*** TASK INPUTS ***
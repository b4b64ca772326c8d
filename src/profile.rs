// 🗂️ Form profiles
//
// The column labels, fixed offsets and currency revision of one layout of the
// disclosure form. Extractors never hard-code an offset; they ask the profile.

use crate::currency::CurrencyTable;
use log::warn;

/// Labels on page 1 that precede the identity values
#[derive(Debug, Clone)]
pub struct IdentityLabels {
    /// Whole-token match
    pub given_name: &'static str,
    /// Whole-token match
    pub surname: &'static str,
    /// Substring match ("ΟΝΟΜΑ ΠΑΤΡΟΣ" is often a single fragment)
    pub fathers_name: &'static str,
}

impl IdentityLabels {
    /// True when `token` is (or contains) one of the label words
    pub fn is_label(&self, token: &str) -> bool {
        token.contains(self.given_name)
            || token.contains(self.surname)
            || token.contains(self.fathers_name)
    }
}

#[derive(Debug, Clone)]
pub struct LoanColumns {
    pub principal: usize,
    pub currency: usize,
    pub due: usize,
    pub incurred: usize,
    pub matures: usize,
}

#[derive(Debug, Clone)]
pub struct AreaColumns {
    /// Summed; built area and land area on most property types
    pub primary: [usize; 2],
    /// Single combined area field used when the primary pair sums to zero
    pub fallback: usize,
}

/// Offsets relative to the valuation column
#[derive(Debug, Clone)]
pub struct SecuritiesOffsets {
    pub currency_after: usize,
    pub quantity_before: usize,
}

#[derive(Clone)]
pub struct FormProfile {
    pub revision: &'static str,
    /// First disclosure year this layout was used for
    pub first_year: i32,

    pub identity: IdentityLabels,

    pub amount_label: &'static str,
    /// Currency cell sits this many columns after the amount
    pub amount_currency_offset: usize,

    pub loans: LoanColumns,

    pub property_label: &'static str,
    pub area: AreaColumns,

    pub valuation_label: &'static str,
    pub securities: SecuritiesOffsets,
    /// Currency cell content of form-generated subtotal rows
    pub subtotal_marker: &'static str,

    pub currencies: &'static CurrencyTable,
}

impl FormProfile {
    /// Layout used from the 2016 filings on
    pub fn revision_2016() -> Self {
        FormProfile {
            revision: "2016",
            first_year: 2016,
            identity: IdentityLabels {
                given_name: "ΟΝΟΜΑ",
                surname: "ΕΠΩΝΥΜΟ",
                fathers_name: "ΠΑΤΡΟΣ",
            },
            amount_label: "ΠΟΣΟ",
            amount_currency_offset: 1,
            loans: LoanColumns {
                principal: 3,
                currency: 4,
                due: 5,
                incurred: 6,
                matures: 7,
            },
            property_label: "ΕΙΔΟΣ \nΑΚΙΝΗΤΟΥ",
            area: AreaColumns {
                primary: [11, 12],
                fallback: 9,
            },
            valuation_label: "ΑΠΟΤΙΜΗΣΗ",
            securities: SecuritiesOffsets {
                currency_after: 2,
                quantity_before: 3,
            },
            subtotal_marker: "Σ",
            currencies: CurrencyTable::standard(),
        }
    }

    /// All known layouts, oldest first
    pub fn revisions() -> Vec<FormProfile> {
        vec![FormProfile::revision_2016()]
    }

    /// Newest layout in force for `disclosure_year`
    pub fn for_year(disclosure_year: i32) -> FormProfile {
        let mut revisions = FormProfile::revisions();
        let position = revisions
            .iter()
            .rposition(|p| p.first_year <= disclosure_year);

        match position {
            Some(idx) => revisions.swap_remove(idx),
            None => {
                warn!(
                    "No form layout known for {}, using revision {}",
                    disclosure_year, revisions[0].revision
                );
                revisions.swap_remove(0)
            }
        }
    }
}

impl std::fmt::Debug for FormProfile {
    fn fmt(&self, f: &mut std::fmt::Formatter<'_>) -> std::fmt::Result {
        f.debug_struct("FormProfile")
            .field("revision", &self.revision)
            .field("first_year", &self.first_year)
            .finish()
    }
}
*** End of TASK INPUTS ***
*** TASK INPUTS ***
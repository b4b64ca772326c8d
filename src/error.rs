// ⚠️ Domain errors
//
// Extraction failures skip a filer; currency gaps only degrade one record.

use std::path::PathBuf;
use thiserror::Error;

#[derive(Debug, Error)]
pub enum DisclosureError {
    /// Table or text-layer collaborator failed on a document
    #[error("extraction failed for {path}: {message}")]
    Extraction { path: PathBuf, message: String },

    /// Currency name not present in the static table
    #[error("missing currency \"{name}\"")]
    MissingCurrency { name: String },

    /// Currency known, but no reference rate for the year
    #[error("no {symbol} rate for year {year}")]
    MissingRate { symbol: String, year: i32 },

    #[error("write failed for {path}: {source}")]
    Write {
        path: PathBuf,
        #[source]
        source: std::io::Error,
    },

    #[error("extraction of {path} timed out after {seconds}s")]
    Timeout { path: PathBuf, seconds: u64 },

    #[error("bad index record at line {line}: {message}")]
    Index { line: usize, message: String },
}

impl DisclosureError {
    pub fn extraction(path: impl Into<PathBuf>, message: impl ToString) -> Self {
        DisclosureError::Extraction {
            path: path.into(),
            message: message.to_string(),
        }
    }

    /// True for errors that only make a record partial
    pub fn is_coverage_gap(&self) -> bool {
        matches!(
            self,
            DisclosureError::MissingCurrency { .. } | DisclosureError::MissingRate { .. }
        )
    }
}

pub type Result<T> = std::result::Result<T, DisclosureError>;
*** End of TASK INPUTS ***
*** TASK INPUTS ***
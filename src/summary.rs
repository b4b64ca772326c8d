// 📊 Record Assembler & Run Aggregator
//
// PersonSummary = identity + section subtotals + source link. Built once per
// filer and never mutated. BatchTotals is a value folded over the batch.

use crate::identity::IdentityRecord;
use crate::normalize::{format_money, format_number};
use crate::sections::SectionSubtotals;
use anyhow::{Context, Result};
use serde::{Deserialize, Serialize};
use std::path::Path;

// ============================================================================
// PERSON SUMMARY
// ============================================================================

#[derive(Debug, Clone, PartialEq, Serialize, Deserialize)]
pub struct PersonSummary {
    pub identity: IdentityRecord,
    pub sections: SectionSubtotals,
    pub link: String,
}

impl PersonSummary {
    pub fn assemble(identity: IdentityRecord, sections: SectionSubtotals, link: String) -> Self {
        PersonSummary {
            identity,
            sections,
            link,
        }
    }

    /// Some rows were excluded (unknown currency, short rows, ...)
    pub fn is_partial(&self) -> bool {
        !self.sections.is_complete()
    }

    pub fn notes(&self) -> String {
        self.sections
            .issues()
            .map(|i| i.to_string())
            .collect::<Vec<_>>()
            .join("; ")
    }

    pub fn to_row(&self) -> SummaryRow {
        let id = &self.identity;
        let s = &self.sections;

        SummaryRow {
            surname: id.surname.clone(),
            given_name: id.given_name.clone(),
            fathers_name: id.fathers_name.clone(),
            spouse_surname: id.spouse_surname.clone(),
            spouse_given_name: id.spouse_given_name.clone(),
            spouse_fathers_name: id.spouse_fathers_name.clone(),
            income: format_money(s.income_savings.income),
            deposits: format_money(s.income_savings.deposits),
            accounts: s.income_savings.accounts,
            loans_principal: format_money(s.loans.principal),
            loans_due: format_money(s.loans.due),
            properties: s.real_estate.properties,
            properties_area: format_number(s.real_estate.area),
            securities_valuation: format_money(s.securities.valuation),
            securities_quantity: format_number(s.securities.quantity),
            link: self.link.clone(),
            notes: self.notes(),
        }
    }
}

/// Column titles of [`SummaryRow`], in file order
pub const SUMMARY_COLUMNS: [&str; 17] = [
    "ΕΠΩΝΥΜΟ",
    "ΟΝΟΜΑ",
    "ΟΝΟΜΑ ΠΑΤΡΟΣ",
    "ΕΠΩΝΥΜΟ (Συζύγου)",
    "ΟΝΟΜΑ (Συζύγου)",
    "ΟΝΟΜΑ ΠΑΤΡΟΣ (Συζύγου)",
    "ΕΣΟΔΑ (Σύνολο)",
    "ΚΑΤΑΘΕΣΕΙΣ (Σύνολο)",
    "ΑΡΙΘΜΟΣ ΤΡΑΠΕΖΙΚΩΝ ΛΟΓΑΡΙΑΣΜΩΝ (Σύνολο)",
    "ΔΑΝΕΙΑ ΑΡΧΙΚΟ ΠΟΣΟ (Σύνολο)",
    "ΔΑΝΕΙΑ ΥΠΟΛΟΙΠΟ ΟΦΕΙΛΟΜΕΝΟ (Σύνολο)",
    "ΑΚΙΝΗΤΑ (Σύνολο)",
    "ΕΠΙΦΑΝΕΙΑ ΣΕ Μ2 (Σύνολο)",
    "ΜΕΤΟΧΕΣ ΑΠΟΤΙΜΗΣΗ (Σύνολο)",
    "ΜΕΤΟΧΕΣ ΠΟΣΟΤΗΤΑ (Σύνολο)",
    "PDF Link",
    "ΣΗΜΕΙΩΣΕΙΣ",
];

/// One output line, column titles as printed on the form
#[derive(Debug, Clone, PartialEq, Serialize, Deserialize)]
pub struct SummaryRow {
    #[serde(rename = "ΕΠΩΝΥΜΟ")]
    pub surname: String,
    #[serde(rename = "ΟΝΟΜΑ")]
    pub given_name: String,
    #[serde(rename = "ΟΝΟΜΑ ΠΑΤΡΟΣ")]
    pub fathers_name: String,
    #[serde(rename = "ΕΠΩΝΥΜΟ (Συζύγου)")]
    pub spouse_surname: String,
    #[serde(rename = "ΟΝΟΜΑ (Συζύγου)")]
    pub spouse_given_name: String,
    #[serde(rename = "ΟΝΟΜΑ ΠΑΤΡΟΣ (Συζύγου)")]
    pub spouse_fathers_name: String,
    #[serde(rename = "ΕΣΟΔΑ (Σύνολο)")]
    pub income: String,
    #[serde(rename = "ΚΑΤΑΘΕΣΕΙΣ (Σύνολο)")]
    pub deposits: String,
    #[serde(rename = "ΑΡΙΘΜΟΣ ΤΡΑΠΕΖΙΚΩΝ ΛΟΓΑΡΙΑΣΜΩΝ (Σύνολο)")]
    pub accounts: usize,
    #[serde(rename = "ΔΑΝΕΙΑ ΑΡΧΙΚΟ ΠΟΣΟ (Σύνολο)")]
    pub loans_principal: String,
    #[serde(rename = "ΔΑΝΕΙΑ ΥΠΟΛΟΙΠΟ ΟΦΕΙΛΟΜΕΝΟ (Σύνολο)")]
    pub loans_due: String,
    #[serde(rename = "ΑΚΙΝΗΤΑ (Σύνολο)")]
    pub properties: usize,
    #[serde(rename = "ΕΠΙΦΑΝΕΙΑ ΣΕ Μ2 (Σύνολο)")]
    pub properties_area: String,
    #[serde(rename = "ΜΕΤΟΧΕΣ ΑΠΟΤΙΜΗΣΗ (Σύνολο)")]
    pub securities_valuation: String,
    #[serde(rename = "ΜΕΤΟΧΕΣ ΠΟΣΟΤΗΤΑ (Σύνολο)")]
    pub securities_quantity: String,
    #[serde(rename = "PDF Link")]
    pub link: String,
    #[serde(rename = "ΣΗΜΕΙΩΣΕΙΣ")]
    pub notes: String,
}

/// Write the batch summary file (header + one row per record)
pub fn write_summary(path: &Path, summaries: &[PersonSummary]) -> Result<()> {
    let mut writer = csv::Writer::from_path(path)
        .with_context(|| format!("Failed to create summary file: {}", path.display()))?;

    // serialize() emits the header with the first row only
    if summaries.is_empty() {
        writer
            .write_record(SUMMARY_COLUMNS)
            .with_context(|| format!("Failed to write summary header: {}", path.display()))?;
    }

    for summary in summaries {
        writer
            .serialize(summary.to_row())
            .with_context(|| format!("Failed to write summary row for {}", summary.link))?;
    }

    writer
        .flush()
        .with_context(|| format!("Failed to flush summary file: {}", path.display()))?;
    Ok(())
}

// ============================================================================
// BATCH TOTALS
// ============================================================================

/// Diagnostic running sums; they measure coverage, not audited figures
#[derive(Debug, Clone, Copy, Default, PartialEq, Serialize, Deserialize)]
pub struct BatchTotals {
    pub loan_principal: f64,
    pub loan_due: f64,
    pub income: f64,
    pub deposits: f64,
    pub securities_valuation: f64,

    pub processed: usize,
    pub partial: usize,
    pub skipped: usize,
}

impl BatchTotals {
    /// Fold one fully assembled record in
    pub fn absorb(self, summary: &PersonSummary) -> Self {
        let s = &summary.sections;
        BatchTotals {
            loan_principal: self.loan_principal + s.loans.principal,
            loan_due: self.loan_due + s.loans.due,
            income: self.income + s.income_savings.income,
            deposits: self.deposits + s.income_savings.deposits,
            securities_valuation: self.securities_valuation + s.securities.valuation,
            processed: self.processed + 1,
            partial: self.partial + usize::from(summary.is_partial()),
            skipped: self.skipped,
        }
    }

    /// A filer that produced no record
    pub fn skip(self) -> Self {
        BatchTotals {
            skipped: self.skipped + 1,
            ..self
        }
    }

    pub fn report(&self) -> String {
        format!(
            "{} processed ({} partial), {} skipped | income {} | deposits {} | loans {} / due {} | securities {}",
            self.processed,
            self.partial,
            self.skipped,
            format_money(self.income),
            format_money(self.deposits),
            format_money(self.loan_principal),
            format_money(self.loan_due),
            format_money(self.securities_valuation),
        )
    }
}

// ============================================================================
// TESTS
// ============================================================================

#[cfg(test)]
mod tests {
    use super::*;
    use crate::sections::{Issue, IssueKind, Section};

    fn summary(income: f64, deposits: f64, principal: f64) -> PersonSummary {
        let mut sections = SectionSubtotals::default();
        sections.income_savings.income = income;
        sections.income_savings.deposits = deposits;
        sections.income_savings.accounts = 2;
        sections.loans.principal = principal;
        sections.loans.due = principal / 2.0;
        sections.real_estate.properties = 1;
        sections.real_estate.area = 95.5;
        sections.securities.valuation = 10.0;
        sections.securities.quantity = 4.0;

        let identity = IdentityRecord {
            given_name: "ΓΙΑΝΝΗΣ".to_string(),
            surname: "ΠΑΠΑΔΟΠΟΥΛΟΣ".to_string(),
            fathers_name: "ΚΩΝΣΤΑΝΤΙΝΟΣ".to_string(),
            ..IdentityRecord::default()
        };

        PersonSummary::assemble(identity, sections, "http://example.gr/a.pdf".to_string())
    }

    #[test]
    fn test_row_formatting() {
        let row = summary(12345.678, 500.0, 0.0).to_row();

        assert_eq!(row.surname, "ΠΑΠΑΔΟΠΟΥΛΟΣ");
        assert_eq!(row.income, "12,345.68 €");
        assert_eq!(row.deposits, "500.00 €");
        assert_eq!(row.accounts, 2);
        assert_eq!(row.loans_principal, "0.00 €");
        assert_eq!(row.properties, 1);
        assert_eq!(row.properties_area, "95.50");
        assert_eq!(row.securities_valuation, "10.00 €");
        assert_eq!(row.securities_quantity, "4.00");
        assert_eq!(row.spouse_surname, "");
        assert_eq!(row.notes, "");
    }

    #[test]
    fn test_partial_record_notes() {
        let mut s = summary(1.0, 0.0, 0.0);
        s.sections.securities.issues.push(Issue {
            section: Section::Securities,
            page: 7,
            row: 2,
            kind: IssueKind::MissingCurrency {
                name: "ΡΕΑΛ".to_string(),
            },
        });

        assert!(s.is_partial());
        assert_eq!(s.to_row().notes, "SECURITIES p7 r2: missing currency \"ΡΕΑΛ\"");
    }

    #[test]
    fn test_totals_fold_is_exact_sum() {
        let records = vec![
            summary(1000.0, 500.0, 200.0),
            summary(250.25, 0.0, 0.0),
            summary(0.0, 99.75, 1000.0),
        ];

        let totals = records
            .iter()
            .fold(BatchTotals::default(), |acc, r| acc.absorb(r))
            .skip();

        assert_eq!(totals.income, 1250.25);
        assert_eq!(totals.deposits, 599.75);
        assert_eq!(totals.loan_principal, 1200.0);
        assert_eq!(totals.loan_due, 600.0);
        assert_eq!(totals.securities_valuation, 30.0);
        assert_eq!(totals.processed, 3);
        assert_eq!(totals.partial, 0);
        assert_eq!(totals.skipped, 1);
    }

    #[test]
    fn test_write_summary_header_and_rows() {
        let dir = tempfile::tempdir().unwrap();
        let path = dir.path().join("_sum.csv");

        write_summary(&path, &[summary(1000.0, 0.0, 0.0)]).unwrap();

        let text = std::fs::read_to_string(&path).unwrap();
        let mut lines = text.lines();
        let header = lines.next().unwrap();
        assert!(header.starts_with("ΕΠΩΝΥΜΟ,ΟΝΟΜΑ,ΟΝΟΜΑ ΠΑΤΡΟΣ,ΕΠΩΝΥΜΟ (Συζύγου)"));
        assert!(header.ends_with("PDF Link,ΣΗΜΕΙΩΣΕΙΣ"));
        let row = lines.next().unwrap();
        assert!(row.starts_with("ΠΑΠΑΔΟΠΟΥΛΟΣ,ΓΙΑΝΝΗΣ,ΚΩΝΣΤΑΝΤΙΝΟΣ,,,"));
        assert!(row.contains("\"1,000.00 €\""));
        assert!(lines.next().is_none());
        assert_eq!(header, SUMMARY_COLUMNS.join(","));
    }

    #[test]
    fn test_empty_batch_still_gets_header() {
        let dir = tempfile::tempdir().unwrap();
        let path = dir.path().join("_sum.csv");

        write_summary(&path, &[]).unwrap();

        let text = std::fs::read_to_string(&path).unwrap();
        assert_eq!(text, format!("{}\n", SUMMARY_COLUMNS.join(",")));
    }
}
*** End of TASK INPUTS ***
» INSTRUCTIONS TO FOLLOW: The expected output is exactly the lines of the listing above between the line holding "pub struct BatchTotals" and the line holding "securities_valuation: self.securities_valuation +", inclusive.

» SOLUTION TO THIS TASK:
pub struct BatchTotals {
    pub loan_principal: f64,
    pub loan_due: f64,
    pub income: f64,
    pub deposits: f64,
    pub securities_valuation: f64,

    pub processed: usize,
    pub partial: usize,
    pub skipped: usize,
}

impl BatchTotals {
    /// Fold one fully assembled record in
    pub fn absorb(self, summary: &PersonSummary) -> Self {
        let s = &summary.sections;
        BatchTotals {
            loan_principal: self.loan_principal + s.loans.principal,
            loan_due: self.loan_due + s.loans.due,
            income: self.income + s.income_savings.income,
            deposits: self.deposits + s.income_savings.deposits,
            securities_valuation: self.securities_valuation + s.securities.valuation,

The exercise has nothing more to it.